Moderator: Next, let’s talk about security. Security is the most important issue we need to consider when we participate in any investment. Please let scientists popularize the security knowledge of DeFi for us.

# private key security
The first is the security of the private key. For small funds, the high handling fee of ETH is not friendly. It is likely that the on-chain handling fee paid will need to be mined for a month to pay back, so it is basically tens of thousands of dollars or more to mine. Mine is more cost-effective.
If you have a large amount of money to mine, you must use a hardware wallet. At the same time, do your homework, really understand the role of mnemonics, private keys, and signatures, and understand the risks and consequences of each step of operation.
On December 14, 2020, the founder of the NexusMutual insurance project was phished and nearly 40,000 XNM were stolen, even though he used a hardware wallet.
# contract security
It is not recommended for novices to go to the soil mine and the punch mine. The contracts of these projects may have backdoors and loopholes. Unless you have studied contract development in depth, even so, you may be mistaken because you don’t understand the economic mechanism or miss some details. Not to mention that Xiaobai, who doesnt understand the code, can do contract auditing.
If you want to participate in DeFi mining, you can choose the top-ranked top DeFi projects on the debank to participate. And it is best to dedicate one address to one project to prevent the risk of over-authorization (sometimes there may be multiple addresses receiving airdrop surprises).
In short, it is better to be in awe of investment than blind self-confidence with half understanding.
Moderator: There is a saying that is good, the money earned by luck will be lost by strength, and everyone should do what they can.
# Mechanism risk
secondary title

The way to participate in DeFi with low threshold

Moderator: Now that the gas fee of Ethereum is so high, many retail investors simply cannot afford to buy food. Is there any more convenient and low-threshold way to participate in DeFi?

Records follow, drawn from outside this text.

use std::path::{Path, PathBuf};

use axum::{
    body::Body,
    http::{
        HeaderMap, HeaderValue, StatusCode,
        header::{CACHE_CONTROL, CONTENT_DISPOSITION, CONTENT_LENGTH, CONTENT_TYPE, PRAGMA},
    },
    response::{IntoResponse, Response},
};
use tokio_util::io::ReaderStream;
use tracing::{error, info};

use crate::{files, sanitize::sanitize_basename};

#[derive(Debug, thiserror::Error)]
pub enum ServeError {
    #[error("File not found")]
    NotFound,
    #[error("Error downloading file: {0}")]
    Io(#[from] std::io::Error),
    #[error("Error downloading file: invalid header value")]
    Header,
}

impl IntoResponse for ServeError {
    fn into_response(self) -> Response {
        let status = match self {
            ServeError::NotFound => StatusCode::NOT_FOUND,
            ServeError::Io(_) | ServeError::Header => StatusCode::INTERNAL_SERVER_ERROR,
        };
        (status, self.to_string()).into_response()
    }
}

/// Maps a requested name to a file inside `download_dir`. The request is
/// reduced to a sanitized basename first, so it can never address anything
/// outside the directory.
pub async fn resolve_requested_file(
    download_dir: &Path,
    requested: &str,
) -> Result<(PathBuf, String), ServeError> {
    let safe_name = sanitize_basename(requested);
    let exact = download_dir.join(&safe_name);
    if tokio::fs::metadata(&exact)
        .await
        .is_ok_and(|metadata| metadata.is_file())
    {
        return Ok((exact, safe_name));
    }

    let stem = Path::new(&safe_name)
        .file_stem()
        .and_then(|stem| stem.to_str())
        .unwrap_or(&safe_name)
        .to_string();

    match files::find_by_prefix(download_dir, &stem, 0, false).await {
        Ok(Some(found)) => Ok((found.path, found.name)),
        Ok(None) => Err(ServeError::NotFound),
        Err(error) if error.kind() == std::io::ErrorKind::NotFound => Err(ServeError::NotFound),
        Err(error) => Err(ServeError::Io(error)),
    }
}

const DEFAULT_CONTENT_TYPE: &str = "application/octet-stream";

const CONTENT_TYPES: [(&str, &str); 6] = [
    ("mp4", "video/mp4"),
    ("mp3", "audio/mpeg"),
    ("m4a", "audio/mp4"),
    ("webm", "video/webm"),
    ("mkv", "video/x-matroska"),
    ("part", DEFAULT_CONTENT_TYPE),
];

pub fn content_type_for_filename(filename: &str) -> &'static str {
    let Some(extension) = Path::new(filename).extension().and_then(|ext| ext.to_str()) else {
        return DEFAULT_CONTENT_TYPE;
    };

    CONTENT_TYPES
        .iter()
        .find(|(known, _)| known.eq_ignore_ascii_case(extension))
        .map_or(DEFAULT_CONTENT_TYPE, |&(_, content_type)| content_type)
}

/// `attachment` disposition carrying an ASCII `filename` for old clients
/// and the exact name as RFC 5987 `filename*`.
pub fn build_content_disposition(filename: &str) -> String {
    format!(
        "attachment; filename=\"{}\"; filename*=UTF-8''{}",
        ascii_fallback_name(filename),
        urlencoding::encode(filename)
    )
}

fn ascii_fallback_name(filename: &str) -> String {
    let fallback: String = filename
        .chars()
        .map(|character| match character {
            'a'..='z' | 'A'..='Z' | '0'..='9' | '.' | '-' | '_' | ' ' | '(' | ')' => character,
            _ => '_',
        })
        .collect();

    match fallback.trim() {
        "" => "download.bin".to_string(),
        trimmed => trimmed.to_string(),
    }
}

/// Streams a file from `download_dir` as an attachment.
pub async fn serve_download(download_dir: &Path, requested: &str) -> Result<Response, ServeError> {
    let (path, filename) = match resolve_requested_file(download_dir, requested).await {
        Ok(resolved) => resolved,
        Err(error) => {
            error!("Could not serve {requested:?}: {error}");
            return Err(error);
        }
    };

    let file = tokio::fs::File::open(&path).await?;
    let length = file.metadata().await?.len();

    let mut headers = HeaderMap::new();
    headers.insert(
        CONTENT_TYPE,
        HeaderValue::from_static(content_type_for_filename(&filename)),
    );
    headers.insert(CONTENT_LENGTH, HeaderValue::from(length));
    headers.insert(
        CONTENT_DISPOSITION,
        HeaderValue::from_str(&build_content_disposition(&filename))
            .map_err(|_| ServeError::Header)?,
    );
    headers.insert(
        CACHE_CONTROL,
        HeaderValue::from_static("no-store, no-cache, must-revalidate"),
    );
    headers.insert(PRAGMA, HeaderValue::from_static("no-cache"));

    info!("Serving file: {filename} (requested: {requested})");
    Ok((headers, Body::from_stream(ReaderStream::new(file))).into_response())
}

#[cfg(test)]
mod tests {
    use axum::http::header::ETAG;

    use super::*;

    #[test]
    fn content_types_follow_extension_table() {
        assert_eq!(content_type_for_filename("a.mp4"), "video/mp4");
        assert_eq!(content_type_for_filename("a.MP3"), "audio/mpeg");
        assert_eq!(content_type_for_filename("a.m4a"), "audio/mp4");
        assert_eq!(content_type_for_filename("a.webm"), "video/webm");
        assert_eq!(content_type_for_filename("a.mkv"), "video/x-matroska");
        assert_eq!(content_type_for_filename("a.mp4.part"), "application/octet-stream");
        assert_eq!(content_type_for_filename("a.part"), "application/octet-stream");
        assert_eq!(content_type_for_filename("a.mkv.txt"), "application/octet-stream");
        assert_eq!(content_type_for_filename("noext"), "application/octet-stream");
    }

    #[test]
    fn content_disposition_has_ascii_and_utf8_names() {
        assert_eq!(
            build_content_disposition("Café clip.mp4"),
            "attachment; filename=\"Caf_ clip.mp4\"; filename*=UTF-8''Caf%C3%A9%20clip.mp4"
        );
        assert_eq!(
            build_content_disposition("日本"),
            "attachment; filename=\"__\"; filename*=UTF-8''%E6%97%A5%E6%9C%AC"
        );
        assert_eq!(
            build_content_disposition("  "),
            "attachment; filename=\"download.bin\"; filename*=UTF-8''%20%20"
        );
    }

    #[tokio::test]
    async fn exact_name_is_preferred() {
        let dir = tempfile::tempdir().unwrap();
        std::fs::write(dir.path().join("Clip.mp4"), b"exact").unwrap();
        std::fs::write(dir.path().join("Clip.mp4.part"), b"partial").unwrap();

        let (path, name) = resolve_requested_file(dir.path(), "Clip.mp4").await.unwrap();
        assert_eq!(name, "Clip.mp4");
        assert_eq!(path, dir.path().join("Clip.mp4"));
    }

    #[tokio::test]
    async fn falls_back_to_stem_prefix() {
        let dir = tempfile::tempdir().unwrap();
        std::fs::write(dir.path().join("Clip.webm"), b"other container").unwrap();

        let (_, name) = resolve_requested_file(dir.path(), "Clip.mp4").await.unwrap();
        assert_eq!(name, "Clip.webm");
    }

    #[tokio::test]
    async fn traversal_stays_inside_the_directory() {
        let root = tempfile::tempdir().unwrap();
        let downloads = root.path().join("downloads");
        std::fs::create_dir(&downloads).unwrap();
        std::fs::write(root.path().join("secret.txt"), b"top secret").unwrap();

        let result = resolve_requested_file(&downloads, "../secret.txt").await;
        assert!(matches!(result, Err(ServeError::NotFound)));

        std::fs::write(downloads.join("secret.txt"), b"inside").unwrap();
        let (path, _) = resolve_requested_file(&downloads, "../secret.txt").await.unwrap();
        assert_eq!(path, downloads.join("secret.txt"));
    }

    #[tokio::test]
    async fn missing_directory_is_not_found() {
        let root = tempfile::tempdir().unwrap();
        let result = resolve_requested_file(&root.path().join("nope"), "a.mp4").await;
        assert!(matches!(result, Err(ServeError::NotFound)));
    }

    #[tokio::test]
    async fn serves_attachment_without_caching() {
        let dir = tempfile::tempdir().unwrap();
        std::fs::write(dir.path().join("Clip.mp4"), b"0123456789").unwrap();

        let response = serve_download(dir.path(), "Clip.mp4").await.unwrap();
        assert_eq!(response.status(), StatusCode::OK);
        let headers = response.headers();
        assert_eq!(headers[CONTENT_TYPE], "video/mp4");
        assert_eq!(headers[CONTENT_LENGTH], "10");
        assert!(
            headers[CONTENT_DISPOSITION]
                .to_str()
                .unwrap()
                .starts_with("attachment; filename=\"Clip.mp4\"")
        );
        assert!(headers[CACHE_CONTROL].to_str().unwrap().contains("no-store"));
        assert!(headers.get(ETAG).is_none());

        let body = axum::body::to_bytes(response.into_body(), usize::MAX)
            .await
            .unwrap();
        assert_eq!(&body[..], b"0123456789");
    }

    #[tokio::test]
    async fn not_found_renders_plain_404() {
        let dir = tempfile::tempdir().unwrap();
        let response = serve_download(dir.path(), "missing.mp4")
            .await
            .unwrap_err()
            .into_response();
        assert_eq!(response.status(), StatusCode::NOT_FOUND);
        let body = axum::body::to_bytes(response.into_body(), usize::MAX)
            .await
            .unwrap();
        assert_eq!(&body[..], b"File not found");
    }
}
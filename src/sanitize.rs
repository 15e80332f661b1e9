use chrono::Utc;
use unicode_general_category::{GeneralCategory, get_general_category};
use unicode_normalization::{UnicodeNormalization, char::is_combining_mark};

const MAX_NAME_BYTES: usize = 200;

/// Turns an untrusted title into a name that is safe to use inside the
/// download directory. Never returns an empty string.
pub fn sanitize_filename(raw: &str) -> String {
    let mut cleaned = String::with_capacity(raw.len());

    for character in raw.nfkd() {
        if is_combining_mark(character) {
            continue;
        }

        if is_reserved(character) {
            cleaned.push('_');
        } else if is_printable(character) || matches!(character, ' ' | '.' | '-' | '_') {
            cleaned.push(character);
        }
    }

    let truncated = truncate_on_char_boundary(&cleaned, MAX_NAME_BYTES);
    let trimmed = truncated.trim_matches(|character| matches!(character, ' ' | '.'));

    if trimmed.is_empty() {
        fallback_name()
    } else {
        trimmed.to_string()
    }
}

/// Reduces a requested path to its final component before sanitizing, so
/// `../../etc/passwd` becomes a lookup for `passwd`.
pub fn sanitize_basename(requested: &str) -> String {
    let basename = requested
        .rsplit(['/', '\\'])
        .next()
        .unwrap_or(requested);
    sanitize_filename(basename)
}

fn is_reserved(character: char) -> bool {
    matches!(
        character,
        '<' | '>' | ':' | '"' | '/' | '\\' | '|' | '?' | '*' | '\u{00}'..='\u{1F}' | '\u{7F}'
    )
}

/// Printable in the usual sense: not a control, format, separator,
/// surrogate, private-use or unassigned code point. ASCII space is the one
/// separator that is kept.
fn is_printable(character: char) -> bool {
    match get_general_category(character) {
        GeneralCategory::Control
        | GeneralCategory::Format
        | GeneralCategory::Surrogate
        | GeneralCategory::PrivateUse
        | GeneralCategory::Unassigned
        | GeneralCategory::LineSeparator
        | GeneralCategory::ParagraphSeparator => false,
        GeneralCategory::SpaceSeparator => character == ' ',
        _ => true,
    }
}

fn truncate_on_char_boundary(value: &str, max_bytes: usize) -> &str {
    if value.len() <= max_bytes {
        return value;
    }

    let mut end = max_bytes;
    while !value.is_char_boundary(end) {
        end -= 1;
    }
    &value[..end]
}

fn fallback_name() -> String {
    format!("video_{}", Utc::now().timestamp())
}
mod advisory;
mod classify;
mod config;
mod cookies;
mod download;
mod engine;
mod error;
mod files;
mod instagram;
mod quality;
mod registry;
mod routes;
mod sanitize;
mod serve;
mod upgrade;
mod youtube;

use std::sync::Arc;

use tokio::net::TcpListener;
use tracing::info;

use crate::{
    config::{DEFAULT_LOG_FILTER, Settings},
    download::Downloader,
    engine::{MediaEngine, YtDlp},
    error::ApiError,
    registry::DownloadRegistry,
    routes::{AppState, app, build_cors_layer},
};

#[tokio::main]
async fn main() {
    tracing_subscriber::fmt()
        .with_env_filter(
            std::env::var("RUST_LOG").unwrap_or_else(|_| DEFAULT_LOG_FILTER.to_string()),
        )
        .init();

    if let Err(error) = run().await {
        eprintln!("Server error: {}", error.message);
        std::process::exit(1);
    }
}

async fn run() -> Result<(), ApiError> {
    let settings = Settings::from_env();

    tokio::fs::create_dir_all(&settings.download_dir)
        .await
        .map_err(|error| {
            ApiError::internal(format!(
                "Could not create download directory {}: {error}",
                settings.download_dir.display()
            ))
        })?;

    let engine: Arc<dyn MediaEngine> = Arc::new(YtDlp::new(&settings));
    upgrade::upgrade_engine(engine.as_ref(), &settings).await;

    if let Some(max_age) = settings.download_retention {
        files::prune_stale_downloads(&settings.download_dir, max_age).await;
    }

    let downloader = Downloader::new(
        engine,
        settings.download_dir.clone(),
        Arc::new(DownloadRegistry::new(settings.registry_capacity)),
        settings.cookies_browser.clone(),
    );
    let state = AppState {
        downloader: Arc::new(downloader),
        download_retention: settings.download_retention,
    };

    let cors = build_cors_layer(&settings.allowed_origins)?;
    let router = app(state, cors);

    let addr = &settings.bind_addr;
    let listener = TcpListener::bind(addr).await.map_err(|error| {
        ApiError::internal(format!("Could not bind {addr}: {error}"))
    })?;

    info!("Starting video downloader server...");
    info!("Downloads will be saved to: {}", settings.download_dir.display());
    info!("Server listening on http://{addr}");

    axum::serve(listener, router)
        .await
        .map_err(|error| ApiError::internal(format!("HTTP server error: {error}")))
}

The DeFi world is very exciting, but at the same time there are various risks hidden. If you are an explorer with a higher risk appetite and more funds, it is highly recommended to give it a try.
If the capital scale is relatively small and you don’t know enough about DeFi, it is recommended to choose some of Cobo’s DeFi smart pool mining products and come to Cobo to participate in proxy mining, which saves handling fees and is safer, because for a transaction on the chain, 1 The gas fee for U is $10, and the gas fee for 1 million U is also $10. We have a professional team to ensure the safety of mining, but also earn a higher rate of return

Original article, author:Cobo钱包。Reprint/Content Collaboration/For Reporting, Please Contact report@odaily.email;Illegal reprinting must be punished by law.

ODAILY reminds readers to establish correct monetary and investment concepts, rationally view blockchain, and effectively improve risk awareness; We can actively report and report any illegal or criminal clues discovered to relevant departments.